Ismāʿīl al-Jazarī sendiri bukan sekadar tukang atau pembuat alat. Ia adalah kepala insinyur di istana Artuqid di Diyār Bakr dan bekerja di bawah perlindungan Sultan Nāṣir al-Dīn Maḥmūd. Karyanya bukan hanya mencerminkan kecerdasan pribadi, tetapi juga buah dari tradisi panjang teknik Islam, melanjutkan karya para insinyur sebelumnya seperti Banū Mūsā bersaudara.
Ketika membandingkan teknologi al-Jazarī dengan masa kini, kita mungkin terkejut betapa prinsip-prinsip dasar teknik modern sudah dirumuskan sejak lama. Sistem kontrol dan umpan balik misalnya, adalah dasar dari robotika dan kecerdasan buatan saat ini. Ini menunjukkan bahwa perjalanan antara filosofi dan teknologi, antara tubuh dan mesin, sudah dimulai jauh sebelum Revolusi Industri.
Namun sayangnya, banyak dari penemuan al-Jazarī yang terlupakan atau dianggap sekadar keajaiban kuno. Padahal, buku tersebut layak ditempatkan sejajar dengan karya-karya besar teknik dari Eropa maupun Tiongkok. Kini, lembaran-lembaran dari Kitāb fī maʿrifat al-ḥiyal al-handasiyya tersimpan di museum-museum dunia, seperti The Metropolitan Museum of Art di New York.
Merenungkan kembali kisah automaton humanoid dari abad ke-13 ini, kita disadarkan bahwa imajinasi manusia tentang mesin yang meniru dirinya sendiri adalah bagian dari perjalanan panjang peradaban. Dari Yunani Kuno, Islam Abad Pertengahan, hingga era kecerdasan buatan saat ini, satu benang merah tetap terjaga: rasa ingin tahu tentang bagaimana tubuh dan teknologi bisa saling mencerminkan.

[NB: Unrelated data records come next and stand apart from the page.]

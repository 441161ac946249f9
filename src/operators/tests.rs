//! Unit tests for the operator table.

use super::table::{
    all_op_keys, arg_specs_of, arg_types, is_flow_keyword, is_multi_operator, is_operator,
    is_reserved, multi_operators, op_type_of, op_types_of, specs_of, ArgTypes, OpType,
    OperandKind,
};

#[test]
fn test_specs_of_known_and_unknown() {
    let specs = specs_of("MAX").unwrap();
    assert_eq!(specs.len(), 1);
    assert_eq!(specs[0].precedence, 16);
    assert_eq!(specs[0].argument_shape, &[OperandKind::Array, OperandKind::Array]);

    assert!(specs_of("NOSUCHOP").is_none());
    assert!(arg_specs_of("NOSUCHOP").is_none());
}

#[test]
fn test_overloaded_operator_specs_keep_table_order() {
    let specs = specs_of("-").unwrap();

    assert_eq!(specs.len(), 2);
    assert_eq!(specs[0].precedence, 20);
    assert_eq!(specs[1].precedence, 15);
    assert_eq!(
        arg_specs_of("-").unwrap(),
        vec![&[OperandKind::Array][..], &[OperandKind::Array, OperandKind::Array][..]]
    );
}

#[test]
fn test_special_precedence_bands() {
    assert_eq!(specs_of("[").unwrap()[0].precedence, 377);
    assert_eq!(specs_of("]").unwrap()[0].precedence, 377);
    assert_eq!(specs_of("(").unwrap()[0].precedence, 376);
    assert_eq!(specs_of(")").unwrap()[0].precedence, 376);
    assert_eq!(specs_of(":=").unwrap()[0].precedence, 0);
    assert_eq!(specs_of(":=").unwrap()[0].binding_precedence(), Some(0));
    assert_eq!(specs_of("TYPEOF").unwrap()[0].binding_precedence(), None);
}

#[test]
fn test_op_type_of() {
    assert_eq!(op_type_of(&[]).unwrap(), OpType::Niladic);
    assert_eq!(op_type_of(&[OperandKind::Array]).unwrap(), OpType::Monadic);
    assert_eq!(op_type_of(&[OperandKind::Variable, OperandKind::Expr]).unwrap(), OpType::Dyadic);

    let error = op_type_of(&[OperandKind::Array; 3]).unwrap_err();
    assert_eq!(error.get_error_name(), "InvalidArgumentShape");
}

#[test]
fn test_op_types_of() {
    let types = op_types_of("+").unwrap().unwrap();
    assert_eq!(types, vec![OpType::Monadic, OpType::Dyadic]);
    assert_eq!(OpType::Dyadic.to_string(), "DYADIC");
    assert!(op_types_of("NOSUCHOP").is_none());
}

#[test]
fn test_arg_types_flatten_single_entries() {
    assert_eq!(
        arg_types("IN"),
        Some(ArgTypes::Single(&[OperandKind::Array, OperandKind::Vector]))
    );
    assert!(matches!(arg_types("SORT"), Some(ArgTypes::Overloaded(shapes)) if shapes.len() == 2));
}

#[test]
fn test_multi_operators() {
    assert!(is_multi_operator("+"));
    assert!(is_multi_operator(","));
    assert!(is_multi_operator("GRADEUP"));
    assert!(is_multi_operator("SORTDOWN"));
    assert!(!is_multi_operator("MAX"));
    assert!(!is_multi_operator(":="));
    assert!(!is_multi_operator("NOSUCHOP"));

    let multi = multi_operators();
    assert!(multi.contains(&"*"));
    assert!(!multi.contains(&"IOTA"));
}

#[test]
fn test_all_op_keys_are_unique() {
    let keys = all_op_keys();
    assert_eq!(keys[0], "[");
    assert_eq!(keys.iter().filter(|key| **key == "+").count(), 1);
    assert!(keys.contains(&"BITXOR"));
}

#[test]
fn test_is_operator() {
    assert!(is_operator(":="));
    assert!(is_operator("<>"));
    assert!(is_operator("IOTA"));
    assert!(!is_operator("/"));
    assert!(!is_operator("IF"));
}

#[test]
fn test_keyword_groups() {
    assert!(is_flow_keyword("IF"));
    assert!(is_flow_keyword("ENDSUB"));
    assert!(!is_flow_keyword("LOCAL"));

    assert!(is_reserved("IF"));
    assert!(is_reserved("LOCAL"));
    assert!(is_reserved("PROCEDURE"));
    assert!(is_reserved("DYADIC"));
    assert!(is_reserved("INTEGER2"));
    assert!(!is_reserved("IOTA"));
}
//! Unit tests for the symbol catalogue.

use std::collections::BTreeSet;

use super::catalogue::{cdos_pattern_to_regex, Catalogue, SymbolCatalogue};
use crate::errors::errors::ErrorImpl;

fn sample() -> Catalogue {
    Catalogue::new()
        .with_function("SQRT")
        .with_command("PLOT")
        .with_command("PLOTALL")
        .with_function("VARS")
        .with_command("VARS")
}

#[test]
fn test_roles() {
    let catalogue = sample();

    assert!(catalogue.is_function("SQRT"));
    assert!(catalogue.is_function_only("SQRT"));
    assert!(catalogue.is_command_only("PLOT"));
    assert!(catalogue.is_both("VARS"));
    assert!(!catalogue.is_function_only("VARS"));
    assert!(!catalogue.is_command("NOPE"));
    assert!(!catalogue.is_function("NOPE"));
}

#[test]
fn test_names_are_case_sensitive() {
    let catalogue = Catalogue::new().with_function("SQRT");

    assert!(catalogue.is_function("SQRT"));
    assert!(!catalogue.is_function("sqrt"));
}

#[test]
fn test_all_names_sorted() {
    let catalogue = sample();

    assert_eq!(
        catalogue.all_command_names().into_iter().collect::<Vec<_>>(),
        vec!["PLOT", "PLOTALL", "VARS"]
    );
    assert_eq!(
        catalogue.all_function_names(),
        BTreeSet::from(["SQRT".to_string(), "VARS".to_string()])
    );
}

#[test]
fn test_parse_manifest() {
    let manifest = "# sample\nFUNCTION SQRT\n\ncommand PLOT\nBOTH VARS\n";
    let catalogue = Catalogue::parse(manifest, None).unwrap();

    assert_eq!(catalogue.len(), 3);
    assert!(catalogue.is_function_only("SQRT"));
    assert!(catalogue.is_command_only("PLOT"));
    assert!(catalogue.is_both("VARS"));
}

#[test]
fn test_parse_manifest_rejects_bad_lines() {
    let error = Catalogue::parse("FUNCTION SQRT\nMACRO X\n", Some("cat.txt".to_string())).unwrap_err();

    assert_eq!(error.get_error_name(), "MalformedCatalogueEntry");
    assert_eq!(error.get_position().0, 14);

    let error = Catalogue::parse("FUNCTION\n", None).unwrap_err();
    assert_eq!(error.get_error_name(), "MalformedCatalogueEntry");
}

#[test]
fn test_parse_manifest_rejects_lowercase_names() {
    let error = Catalogue::parse("FUNCTION SQRT\nFUNCTION sqrt\n", None).unwrap_err();

    assert_eq!(error.get_error_name(), "MalformedCatalogueEntry");
    assert_eq!(error.get_position().0, 14);
    assert_eq!(
        error.get_impl(),
        &ErrorImpl::MalformedCatalogueEntry { line: "FUNCTION sqrt".to_string() }
    );
}

#[test]
fn test_cdos_patterns() {
    let regex = cdos_pattern_to_regex("PLO*").unwrap();
    assert!(regex.is_match("PLOT"));
    assert!(!regex.is_match("PLOTALL"));

    let regex = cdos_pattern_to_regex("plot-").unwrap();
    assert!(regex.is_match("PLOTALL"));
    assert!(!regex.is_match("PLOT"));
}

#[test]
fn test_matching_filters() {
    let catalogue = sample();

    assert_eq!(catalogue.commands_matching("PLOT-").len(), 1);
    assert_eq!(catalogue.commands_matching("").len(), 3);
    assert!(catalogue.functions_matching("S***").contains("SQRT"));
}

Dan siapa tahu, mungkin di masa depan, automaton yang dulu sekadar menghidangkan minuman akan berubah menjadi mitra kerja manusia sepenuhnya. Tapi setidaknya, kita harus ingat bahwa semua itu berakar dari tangan-tangan kreatif seperti al-Jazarī, sang insinyur dari abad ke-13 yang membayangkan manusia sebagai mesin, dan mesin sebagai bagian dari manusia.
Selain memuat desain automaton humanoid, Kitāb fī maʿrifat al-ḥiyal al-handasiyya memiliki cakupan yang jauh lebih luas. Al-Jazarī membagi bukunya menjadi enam kategori utama yang mencerminkan berbagai kebutuhan praktis masyarakat saat itu: mulai dari jam air, alat untuk menuang minuman, perangkat wudhu otomatis, air mancur dengan musik, mesin pengangkat air, hingga mekanisme lain yang sulit dikategorikan. Setiap kategori tidak hanya menunjukkan kecanggihan teknik tetapi juga sensitivitas budaya Islam terhadap kebersihan, ritual keagamaan, dan hiburan.
Salah satu bagian paling terkenal dari kitab tersebut adalah desain jam gajah (elephant clock). Jam ini bukan hanya penunjuk waktu, melainkan juga simbol persatuan budaya. Di dalamnya terdapat elemen-elemen dari India, Mesir, Persia, dan Yunani, semua diwujudkan dalam satu alat yang berfungsi menggunakan sistem air dan mekanisme jatuhan bola. Ini membuktikan bagaimana al-Jazarī tidak sekadar membuat alat praktis, tetapi juga memasukkan nilai-nilai estetika dan filosofi lintas budaya dalam karyanya.
Kitab al-Jazarī juga memiliki nilai edukasi yang tinggi. Tidak seperti banyak karya teknik lain yang hanya ditujukan bagi kalangan khusus, al-Jazarī menulis dengan bahasa yang cukup mudah dipahami dan melengkapi setiap penjelasan dengan ilustrasi detail. Ia bahkan mencantumkan langkah-langkah konstruksi, daftar bahan yang diperlukan, dan saran perawatan mesin. Ini menjadikan bukunya sebagai semacam buku pegangan bagi insinyur masa itu—sesuatu yang jarang ditemukan dalam tradisi penulisan ilmiah abad pertengahan.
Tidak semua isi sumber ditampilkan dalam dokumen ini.